Ungarns Kandidat Varhelyi muss bis Montag kritische Nachfragen beantworten
So wollen die Abgeordneten von Varhelyi wissen, wie er es bewerte, wenn ein beliebiger EU-Mitgliedstaat einem verurteilten ehemaligen Premierminister Asyl gewähre. Die Frage zielt darauf, dass Orban vor einem Jahr dem ehemaligen nordmazedonischen Regierungschef Nikola Gruevski Zuflucht geboten hatte. Damit half Orban seinem politischen Vertrauten aus Skopje, einer Gefängnisstrafe zu entgehen. Am Donnerstag hatte Varhelyi auf die Frage nach der Causa Gruevski noch mit dem Hinweis geantwortet, dass die Gewährung von Asyl eine Angelegenheit für die EU-Mitgliedstaaten sei.

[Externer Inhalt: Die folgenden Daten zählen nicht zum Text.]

//! Authenticator data parsing
//!
//! The binary layout is:
//! - 32 bytes: RP ID hash
//! - 1 byte: flags
//! - 4 bytes: signature counter (big-endian)
//! - variable: attested credential data (if the AT flag is set)
//!   - 16 bytes: AAGUID
//!   - 2 bytes: credential ID length (L, big-endian)
//!   - L bytes: credential ID
//!   - variable: COSE public key (one CBOR item)
//! - variable: extensions (if the ED flag is set)

use uuid::Uuid;

use super::cbor;
use super::errors::WebAuthnError;

const RP_ID_HASH_LEN: usize = 32;
const FIXED_LEN: usize = RP_ID_HASH_LEN + 1 + 4;
const AAGUID_LEN: usize = 16;

/// Authenticator flags byte
#[derive(Debug, Clone, Copy, PartialEq, Eq)]
pub struct AuthenticatorFlags(u8);

impl AuthenticatorFlags {
    pub const USER_PRESENT: u8 = 0b0000_0001;
    pub const USER_VERIFIED: u8 = 0b0000_0100;
    pub const BACKUP_ELIGIBLE: u8 = 0b0000_1000;
    pub const BACKUP_STATE: u8 = 0b0001_0000;
    pub const ATTESTED_CREDENTIAL_DATA: u8 = 0b0100_0000;
    pub const EXTENSION_DATA: u8 = 0b1000_0000;

    #[must_use]
    pub const fn from_bits(bits: u8) -> Self {
        Self(bits)
    }

    #[must_use]
    pub const fn bits(self) -> u8 {
        self.0
    }

    #[must_use]
    pub const fn user_present(self) -> bool {
        self.0 & Self::USER_PRESENT != 0
    }

    #[must_use]
    pub const fn user_verified(self) -> bool {
        self.0 & Self::USER_VERIFIED != 0
    }

    #[must_use]
    pub const fn backup_eligible(self) -> bool {
        self.0 & Self::BACKUP_ELIGIBLE != 0
    }

    #[must_use]
    pub const fn backup_state(self) -> bool {
        self.0 & Self::BACKUP_STATE != 0
    }

    #[must_use]
    pub const fn attested_credential_data_included(self) -> bool {
        self.0 & Self::ATTESTED_CREDENTIAL_DATA != 0
    }

    #[must_use]
    pub const fn extension_data_included(self) -> bool {
        self.0 & Self::EXTENSION_DATA != 0
    }
}

/// Credential data attested during registration.
///
/// Handed to the caller for durable storage; nothing here is persisted.
#[derive(Debug, Clone, PartialEq, Eq)]
pub struct AttestedCredentialData {
    pub aaguid: [u8; 16],
    pub credential_id: Vec<u8>,
    /// COSE-encoded credential public key, exactly as sent by the authenticator
    pub credential_public_key: Vec<u8>,
}

impl AttestedCredentialData {
    /// AAGUID as a UUID, for logging and metadata lookups
    #[must_use]
    pub fn aaguid_uuid(&self) -> Uuid {
        Uuid::from_bytes(self.aaguid)
    }
}

/// Parsed authenticator data
#[derive(Debug, Clone, PartialEq, Eq)]
pub struct AuthenticatorData {
    pub relying_party_id_hash: [u8; 32],
    pub flags: AuthenticatorFlags,
    pub counter: u32,
    pub attested_credential_data: Option<AttestedCredentialData>,
    /// Opaque CBOR extension bytes
    pub extensions: Option<Vec<u8>>,
}

impl AuthenticatorData {
    /// Parse the binary authenticator data structure
    ///
    /// # Errors
    /// Returns `WebAuthnError::MalformedAuthenticatorData` if the data is
    /// truncated, has trailing bytes, or its flags disagree with its content
    pub fn parse(bytes: &[u8]) -> Result<Self, WebAuthnError> {
        if bytes.len() < FIXED_LEN {
            return Err(malformed(format!(
                "need at least {FIXED_LEN} bytes, got {}",
                bytes.len()
            )));
        }

        let mut relying_party_id_hash = [0u8; 32];
        relying_party_id_hash.copy_from_slice(&bytes[..RP_ID_HASH_LEN]);
        let flags = AuthenticatorFlags::from_bits(bytes[RP_ID_HASH_LEN]);
        let counter = u32::from_be_bytes([bytes[33], bytes[34], bytes[35], bytes[36]]);

        let mut pos = FIXED_LEN;

        let attested_credential_data = if flags.attested_credential_data_included() {
            let (data, consumed) = parse_attested_credential_data(&bytes[pos..])?;
            pos += consumed;
            Some(data)
        } else {
            None
        };

        let remaining = &bytes[pos..];
        let extensions = if flags.extension_data_included() {
            if remaining.is_empty() {
                return Err(malformed("extension data flag set but no extension data"));
            }
            Some(remaining.to_vec())
        } else {
            if !remaining.is_empty() {
                return Err(malformed(format!(
                    "{} unexpected trailing bytes",
                    remaining.len()
                )));
            }
            None
        };

        Ok(Self {
            relying_party_id_hash,
            flags,
            counter,
            attested_credential_data,
            extensions,
        })
    }

    /// Serialize back into the binary layout
    #[must_use]
    pub fn to_bytes(&self) -> Vec<u8> {
        let mut out = Vec::with_capacity(FIXED_LEN);
        out.extend_from_slice(&self.relying_party_id_hash);
        out.push(self.flags.bits());
        out.extend_from_slice(&self.counter.to_be_bytes());
        if let Some(acd) = &self.attested_credential_data {
            out.extend_from_slice(&acd.aaguid);
            // Parsed data never exceeds u16::MAX; the length prefix was read from two bytes.
            let id_len = u16::try_from(acd.credential_id.len()).unwrap_or(u16::MAX);
            out.extend_from_slice(&id_len.to_be_bytes());
            out.extend_from_slice(&acd.credential_id);
            out.extend_from_slice(&acd.credential_public_key);
        }
        if let Some(extensions) = &self.extensions {
            out.extend_from_slice(extensions);
        }
        out
    }
}

fn parse_attested_credential_data(
    bytes: &[u8],
) -> Result<(AttestedCredentialData, usize), WebAuthnError> {
    if bytes.len() < AAGUID_LEN + 2 {
        return Err(malformed(
            "attested credential data flag set but data too short for AAGUID and length",
        ));
    }

    let mut aaguid = [0u8; 16];
    aaguid.copy_from_slice(&bytes[..AAGUID_LEN]);
    let id_len = usize::from(u16::from_be_bytes([bytes[16], bytes[17]]));
    let mut pos = AAGUID_LEN + 2;

    if bytes.len() < pos + id_len {
        return Err(malformed(format!(
            "credential ID length {id_len} exceeds remaining {} bytes",
            bytes.len() - pos
        )));
    }
    let credential_id = bytes[pos..pos + id_len].to_vec();
    pos += id_len;

    if bytes.len() == pos {
        return Err(malformed("credential public key missing"));
    }
    let (key, key_len) = cbor::decode_prefix(&bytes[pos..])
        .map_err(|e| malformed(format!("credential public key: {e}")))?;
    if !key.is_map() {
        return Err(malformed("credential public key is not a COSE map"));
    }
    let credential_public_key = bytes[pos..pos + key_len].to_vec();
    pos += key_len;

    Ok((
        AttestedCredentialData {
            aaguid,
            credential_id,
            credential_public_key,
        },
        pos,
    ))
}

fn malformed(reason: impl Into<String>) -> WebAuthnError {
    WebAuthnError::MalformedAuthenticatorData(reason.into())
}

Die kritischen EU-Abgeordneten stoßen sich daran, dass mit Varhelyi ein Bewerber aus einem Land mit fragwürdigen Rechtsstaats-Standards künftig EU-Beitrittskandidaten wie Serbien und Montenegro bewerten soll. Daher lautet eine der schriftlichen Fragen, wie Varhelyis Urteil als Erweiterungskommissar lauten würde, falls bei einem EU-Beitrittskandidaten die Opposition beschnitten, Medien und Universitäten gegängelt und Korruption unzureichend bekämpft werde. Bis zum kommenden Montag hat Varhelyi Zeit, Antworten auf die Fragen der Europaabgeordneten zu liefern.